Todo esto es para invitar a ver que lo que queda de la economía campesina en Asturias depende en buena medida de esas vacas que ahora pastan delante de la casa Queipo en Beberaso. En estos pueblos, "alrededor de los ganaderos vive mucha gente", sigue Manuel Queipo, y para que se vea enumera algunos: por citar a unos pocos el tratante, el veterinario, el carnicero, "los del pienso", los albañiles que le hicieron la cuadra, el taxista que lleva y trae a su hija al colegio, los que recogen las reses muertas. "Y los de la consejería", apostilla su mujer. "Hay mucha cadena en torno al ganado", vuelve el marido, y la consecuencia de que contra el viento haya tantos que tiran la toalla es que cada vez queden menos -tres ganaderías en su parroquia, sólo la suya a este lado del río-. "Y cuanta más gente se vaya de los pueblos, más habrá en las ciudades en la cola del paro", finaliza.

Se van, irremediablemente de aquí se van, aunque estas estribaciones de la sierra de Carondio no sean ni mucho menos lo que eran. Porque a Beberaso la electricidad no llegó hasta 1995 y desde entonces el tiempo ha pasado muy deprisa, veinte años después tienen incluso acceso a internet. Han pasado en dos décadas del siglo XIX al XXI, pero la altura de los obstáculos continúa expulsando a cada vez más gente de estos valles.

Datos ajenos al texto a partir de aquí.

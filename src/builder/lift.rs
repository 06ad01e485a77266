use super::expr::Expr;
use crate::interp::value::Value;

/// A host value on its way into the graph.
///
/// Scalars become `core/literal` nodes, lists become `core/tuple` nodes and
/// keyed maps become `core/record` nodes; expression handles pass through
/// untouched.
#[derive(Debug, Clone)]
pub enum Lift<'b> {
    /// `null`.
    Null,
    /// A boolean literal.
    Bool(bool),
    /// A numeric literal; must be finite.
    Number(f64),
    /// A string literal.
    String(String),
    /// A list whose items are lifted one by one.
    List(Vec<Lift<'b>>),
    /// A keyed map whose values are lifted one by one, in order.
    Map(Vec<(String, Lift<'b>)>),
    /// Already a node.
    Expr(Expr<'b>),
    /// A runtime value embedded as a single literal.
    Value(Value),
}

impl<'b> Lift<'b> {
    /// Keyed map from `(key, value)` pairs.
    pub fn map<K: Into<String>>(entries: impl IntoIterator<Item = (K, Lift<'b>)>) -> Self {
        Lift::Map(entries.into_iter().map(|(k, v)| (k.into(), v)).collect())
    }

    /// List of lifted items.
    pub fn list<T: Into<Lift<'b>>>(items: impl IntoIterator<Item = T>) -> Self {
        Lift::List(items.into_iter().map(Into::into).collect())
    }

    /// First reason this value cannot be lifted, if any. Expression handles
    /// are checked separately against their builder.
    pub(crate) fn defect(&self) -> Option<String> {
        match self {
            Lift::Number(n) if !n.is_finite() => Some(format!("non-finite number {n}")),
            Lift::Value(value) => value_defect(value),
            Lift::List(items) => items.iter().find_map(Lift::defect),
            Lift::Map(entries) => entries.iter().find_map(|(_, value)| value.defect()),
            _ => None,
        }
    }
}

fn value_defect(value: &Value) -> Option<String> {
    match value {
        Value::Number(n) if !n.is_finite() => Some(format!("non-finite number {n}")),
        Value::List(items) => items.iter().find_map(value_defect),
        Value::Record(fields) => fields.values().find_map(value_defect),
        _ => None,
    }
}

impl<'b> From<Expr<'b>> for Lift<'b> {
    fn from(expr: Expr<'b>) -> Self {
        Lift::Expr(expr)
    }
}

impl From<()> for Lift<'_> {
    fn from(_: ()) -> Self {
        Lift::Null
    }
}

impl From<bool> for Lift<'_> {
    fn from(value: bool) -> Self {
        Lift::Bool(value)
    }
}

impl From<f64> for Lift<'_> {
    fn from(value: f64) -> Self {
        Lift::Number(value)
    }
}

impl From<i32> for Lift<'_> {
    fn from(value: i32) -> Self {
        Lift::Number(f64::from(value))
    }
}

impl From<i64> for Lift<'_> {
    fn from(value: i64) -> Self {
        Lift::Number(value as f64)
    }
}

impl From<u32> for Lift<'_> {
    fn from(value: u32) -> Self {
        Lift::Number(f64::from(value))
    }
}

impl From<usize> for Lift<'_> {
    fn from(value: usize) -> Self {
        Lift::Number(value as f64)
    }
}

impl From<&str> for Lift<'_> {
    fn from(value: &str) -> Self {
        Lift::String(value.to_string())
    }
}

impl From<String> for Lift<'_> {
    fn from(value: String) -> Self {
        Lift::String(value)
    }
}

impl From<Value> for Lift<'_> {
    fn from(value: Value) -> Self {
        Lift::Value(value)
    }
}

impl From<serde_json::Value> for Lift<'_> {
    fn from(value: serde_json::Value) -> Self {
        Lift::Value(Value::from(value))
    }
}

impl<'b, T: Into<Lift<'b>>> From<Vec<T>> for Lift<'b> {
    fn from(items: Vec<T>) -> Self {
        Lift::list(items)
    }
}

impl<'b, T: Into<Lift<'b>>, const N: usize> From<[T; N]> for Lift<'b> {
    fn from(items: [T; N]) -> Self {
        Lift::list(items)
    }
}

impl<'b, T: Into<Lift<'b>>> From<Option<T>> for Lift<'b> {
    fn from(value: Option<T>) -> Self {
        value.map(Into::into).unwrap_or(Lift::Null)
    }
}

#[cfg(test)]
mod tests {
    use super::*;

    #[test]
    fn finds_nested_non_finite_numbers() {
        let ok = Lift::map([("a", Lift::from(vec![1, 2])), ("b", Lift::from("x"))]);
        assert_eq!(ok.defect(), None);
        let bad = Lift::list([Lift::from(1.0), Lift::map([("n", Lift::from(f64::NAN))])]);
        assert!(bad.defect().unwrap().contains("non-finite"));
        let value = Lift::from(Value::List(vec![Value::Number(f64::INFINITY)]));
        assert!(value.defect().is_some());
    }
}
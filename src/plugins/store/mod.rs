//! The `store` plugin: requests, transactions, savepoints and batched
//! cursors against a stateful external resource.
//!
//! The plugin is parameterised by the root [`ResourceClient`]. Opening a
//! transaction or savepoint binds the scoped client to the unit's handle
//! placeholder; requests built through that handle use it, every other
//! request goes to the root client. Each unit evaluates with its own
//! [`crate::interp::Memo`], so nothing cached outside a transaction leaks
//! into it and nothing read inside escapes.
//!
//! A cursor re-runs its body once per streamed batch. The batch placeholder
//! is volatile, so everything derived from it is recomputed per batch while
//! lookups that do not depend on it are computed once for the whole cursor.

/// Resource client contract.
pub mod client;
/// In-memory reference client.
pub mod memory;

pub use client::{ClientError, ClientFuture, Request, ResourceClient};
pub use memory::MemoryStore;

use futures::stream::StreamExt;
use std::rc::Rc;
use tracing::{debug, warn};

use crate::builder::{Builder, Expr, Lift};
use crate::error::{EvalError, Fault, Outcome};
use crate::graph::{Field, Node, NodeId, TypeTag};
use crate::interp::{Binding, Cx, Fragment, Value, Visit};
use crate::plugin::Plugin;

const KINDS: &[&str] = &[
    "store/request",
    "store/transaction",
    "store/savepoint",
    "store/cursor",
    "store/scope",
    "store/batch",
];

/// The `store` plugin over `client`.
pub fn plugin(client: Rc<dyn ResourceClient>) -> Plugin {
    Plugin::new("store", KINDS, Rc::new(StoreFragment::new(client)))
        .inert(&["store/scope", "store/batch"])
        .returns("store/cursor", TypeTag::List)
}

/// Entry point to the resource constructors.
pub trait StoreOps {
    /// Handle on the root client.
    fn store(&self) -> Store<'_>;
}

impl StoreOps for Builder {
    fn store(&self) -> Store<'_> {
        Store {
            builder: self,
            scope: None,
        }
    }
}

/// A resource handle: the root client, or the client of an enclosing
/// transaction or savepoint.
///
/// Every operation built through a handle is emitted as a statement, so
/// writes run in the order they were written even when their results are
/// never used.
#[derive(Clone, Copy)]
pub struct Store<'b> {
    builder: &'b Builder,
    scope: Option<NodeId>,
}

impl std::fmt::Debug for Store<'_> {
    fn fmt(&self, f: &mut std::fmt::Formatter<'_>) -> std::fmt::Result {
        f.debug_struct("Store").field("scope", &self.scope).finish()
    }
}

impl<'b> Store<'b> {
    /// Whether this handle belongs to a transaction or savepoint.
    pub fn is_scoped(&self) -> bool {
        self.scope.is_some()
    }

    fn emit(&self, kind: &str, mut fields: Vec<(&'static str, Field)>) -> Expr<'b> {
        if let Some(scope) = self.scope {
            fields.push(("scope", Field::Child(scope)));
        }
        let node = self.builder.node(kind, fields);
        self.builder.emit(node)
    }

    fn unit<R: Into<Lift<'b>>>(&self, kind: &str, f: impl FnOnce(Store<'b>) -> R) -> Expr<'b> {
        let b = self.builder;
        let handle = b.placeholder("store/scope").id();
        let inner = Store {
            builder: b,
            scope: Some(handle),
        };
        let body = b.body(|| f(inner)).id();
        self.emit(
            kind,
            vec![("handle", Field::Child(handle)), ("body", Field::Child(body))],
        )
    }

    /// Run one operation.
    pub fn request(&self, op: &str, args: impl Into<Lift<'b>>) -> Expr<'b> {
        let args = self.builder.lift(args).id();
        self.emit(
            "store/request",
            vec![
                ("op", Field::Data(Value::from(op))),
                ("args", Field::Child(args)),
            ],
        )
    }

    /// Run `f`'s expression atomically. `f` receives the transaction's
    /// handle; the transaction commits when the expression succeeds and
    /// rolls back when it fails.
    pub fn transaction<R: Into<Lift<'b>>>(&self, f: impl FnOnce(Store<'b>) -> R) -> Expr<'b> {
        self.unit("store/transaction", f)
    }

    /// Run a fixed list of `(op, args)` requests atomically, in order,
    /// producing the list of their results.
    pub fn transaction_pipeline<'s, T: Into<Lift<'b>>>(
        &self,
        requests: impl IntoIterator<Item = (&'s str, T)>,
    ) -> Expr<'b> {
        let b = self.builder;
        let handle = b.placeholder("store/scope").id();
        let inner = Store {
            builder: b,
            scope: Some(handle),
        };
        let steps: Vec<Expr<'b>> = requests
            .into_iter()
            .map(|(op, args)| inner.request(op, args))
            .collect();
        // Claiming the requests as tuple items takes them out of the
        // enclosing statement block.
        let steps = b.tuple(steps).id();
        self.emit(
            "store/transaction",
            vec![("handle", Field::Child(handle)), ("body", Field::Child(steps))],
        )
    }

    /// Run `f`'s expression in a savepoint of this handle's unit of work.
    /// A failure rolls back to the savepoint and still fails the caller.
    pub fn savepoint<R: Into<Lift<'b>>>(&self, f: impl FnOnce(Store<'b>) -> R) -> Expr<'b> {
        self.unit("store/savepoint", f)
    }

    /// Stream `op` in batches of `batch_size`, evaluating `f`'s expression
    /// once per batch. Produces the list of per-batch results.
    pub fn cursor<R: Into<Lift<'b>>>(
        &self,
        op: &str,
        args: impl Into<Lift<'b>>,
        batch_size: usize,
        f: impl FnOnce(Expr<'b>) -> R,
    ) -> Expr<'b> {
        let b = self.builder;
        let args = b.lift(args).id();
        let batch = b.placeholder("store/batch");
        let body = b.body(|| f(batch)).id();
        self.emit(
            "store/cursor",
            vec![
                ("op", Field::Data(Value::from(op))),
                ("args", Field::Child(args)),
                ("batch_size", Field::Data(Value::from(batch_size))),
                ("batch", Field::Child(batch.id())),
                ("body", Field::Child(body)),
            ],
        )
    }
}

/// Scoped client bound to a `store/scope` placeholder.
struct ScopeClient(Rc<dyn ResourceClient>);

/// Interpreter for `store/*`.
#[derive(Clone)]
pub struct StoreFragment {
    client: Rc<dyn ResourceClient>,
}

impl StoreFragment {
    /// Fragment sending unscoped requests to `client`.
    pub fn new(client: Rc<dyn ResourceClient>) -> Self {
        Self { client }
    }
}

impl Fragment for StoreFragment {
    fn name(&self) -> &str {
        "store"
    }

    fn kinds(&self) -> &[&'static str] {
        KINDS
    }

    fn is_volatile(&self, kind: &str) -> bool {
        kind == "store/batch"
    }

    fn is_placeholder(&self, kind: &str) -> bool {
        matches!(kind, "store/scope" | "store/batch")
    }

    fn visit(&self, node: Rc<Node>, cx: Cx) -> Visit {
        match node.kind.as_str() {
            "store/batch" => Visit::Ready(cx.placeholder_value(&node)),
            "store/scope" => Visit::Ready(Err(Fault::Fatal(
                node.malformed("resource handles are not values"),
            ))),
            _ => Visit::suspend(evaluate(self.client.clone(), node, cx)),
        }
    }
}

/// The client a node's requests go to.
fn resolve(
    root: &Rc<dyn ResourceClient>,
    cx: &Cx,
    node: &Node,
) -> Result<Rc<dyn ResourceClient>, Fault> {
    let Some(scope) = node.opt_child("scope") else {
        return Ok(root.clone());
    };
    if let Some(Binding::Opaque(bound)) = cx.binding(scope) {
        if let Some(ScopeClient(client)) = bound.downcast_ref::<ScopeClient>() {
            return Ok(client.clone());
        }
    }
    Err(Fault::Fatal(EvalError::UnboundPlaceholder {
        node: scope,
        kind: "store/scope".to_string(),
    }))
}

fn op_name(node: &Node) -> Result<String, Fault> {
    match node.data("op")? {
        Value::String(op) => Ok(op.clone()),
        _ => Err(Fault::Fatal(node.malformed("'op' must be a string"))),
    }
}

async fn evaluate(root: Rc<dyn ResourceClient>, node: Rc<Node>, cx: Cx) -> Outcome {
    let client = resolve(&root, &cx, &node)?;
    match node.kind.as_str() {
        "store/request" => {
            let args = cx.recurse(node.child("args")?).await?;
            let op = op_name(&node)?;
            debug!(%op, "store request");
            Ok(client.request(Request::new(op, args)).await?)
        }
        "store/cursor" => cursor(client, &node, &cx).await,
        kind => {
            let scoped = if kind == "store/savepoint" {
                client.savepoint().await?
            } else {
                client.begin().await?
            };
            unit(scoped, &node, &cx).await
        }
    }
}

async fn unit(scoped: Rc<dyn ResourceClient>, node: &Node, cx: &Cx) -> Outcome {
    debug!(kind = %node.kind, "unit of work opened");
    let handle = node.child("handle")?;
    let inner = cx
        .scoped()
        .bind(handle, Binding::Opaque(Rc::new(ScopeClient(scoped.clone()))));
    let outcome = inner.recurse(node.child("body")?).await;
    let fault = match outcome {
        Ok(value) => match scoped.commit().await {
            Ok(()) => {
                debug!(kind = %node.kind, "committed");
                return Ok(value);
            }
            Err(err) => {
                warn!(kind = %node.kind, error = %err, "commit failed");
                Fault::from(err)
            }
        },
        Err(fault) => fault,
    };
    match scoped.rollback().await {
        Ok(()) => debug!(kind = %node.kind, error = %fault, "rolled back"),
        Err(err) => warn!(kind = %node.kind, error = %err, "rollback failed"),
    }
    Err(fault)
}

async fn cursor(client: Rc<dyn ResourceClient>, node: &Node, cx: &Cx) -> Outcome {
    let args = cx.recurse(node.child("args")?).await?;
    let batch_size = node
        .data("batch_size")?
        .as_f64()
        .filter(|n| *n >= 1.0)
        .map(|n| n as usize)
        .ok_or_else(|| Fault::Fatal(node.malformed("'batch_size' must be positive")))?;
    let batch = node.child("batch")?;
    let body = node.child("body")?;
    let mut batches = client.stream(Request::new(op_name(node)?, args), batch_size);
    let mut results = Vec::new();
    while let Some(rows) = batches.next().await {
        let rows = rows?;
        debug!(batch = results.len(), rows = rows.len(), "cursor batch");
        results.push(cx.bind_value(batch, Value::List(rows)).recurse(body).await?);
    }
    Ok(Value::List(results))
}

Manolo lleva toda la vida aquí, dice que "a mí me gusta esto"; Elvita es de Bustel, en la vecina parroquia de Santa Coloma y resiste "por vocación". "Queda la gente autóctona", hasta este lugar no ha llegado, si es que existe, la marea de retorno que ha cogido impulso con la crisis.

En Beberaso, parroquia de San Emiliano, donde el concejo de Allande va a dar al de Grandas de Salime, quedan esta casa y otra más con vida permanente. La carretera, arreglada del pasado septiembre, sigue siendo una pista asfaltada estrecha de gravilla suelta, enriscada a media ladera, y menos mal, porque antes del verano pasado "estaba llena de baches". Manuel González, el taxista que viene todas las mañanas a buscar a Lucía para llevarla al colegio en Pola de Allande, lamenta que no hayan puesto una valla contra el precipicio que cae hacia el río Lloredo, pero al menos ahora no hay baches. Tratar de salir hacia el otro lado es ahora mismo peor. La pista continúa, sigue el curso del río hacia Grandas de Salime, pero de resultas de las nevadas del pasado invierno el firme se ha desplazado y lleva unas cuantas semanas cortada, así que esto es literalmente "el último pueblo".

Contra todo eso, en esta casa insólita resisten tres generaciones pegadas a la tierra. La abuela, los padres y la menor de las tres hijas. Dorinda Flórez, que siempre ha vivido aquí y aquí sigue, ahora con su hijo, su nuera y su nieta, llega a la consulta del médico diciendo que viene "de donde Cristo dio las tres voces, del último pueblo". Lucía Queipo, la pequeña de tres hermanas, a veces echa de menos a las otras dos, a Marta, de diecinueve años, y a Yolanda, de veinte, que se han tenido que ir de casa para estudiar, aquí eso es ley, no hay otra. A ella le puede pasar al final del curso que viene.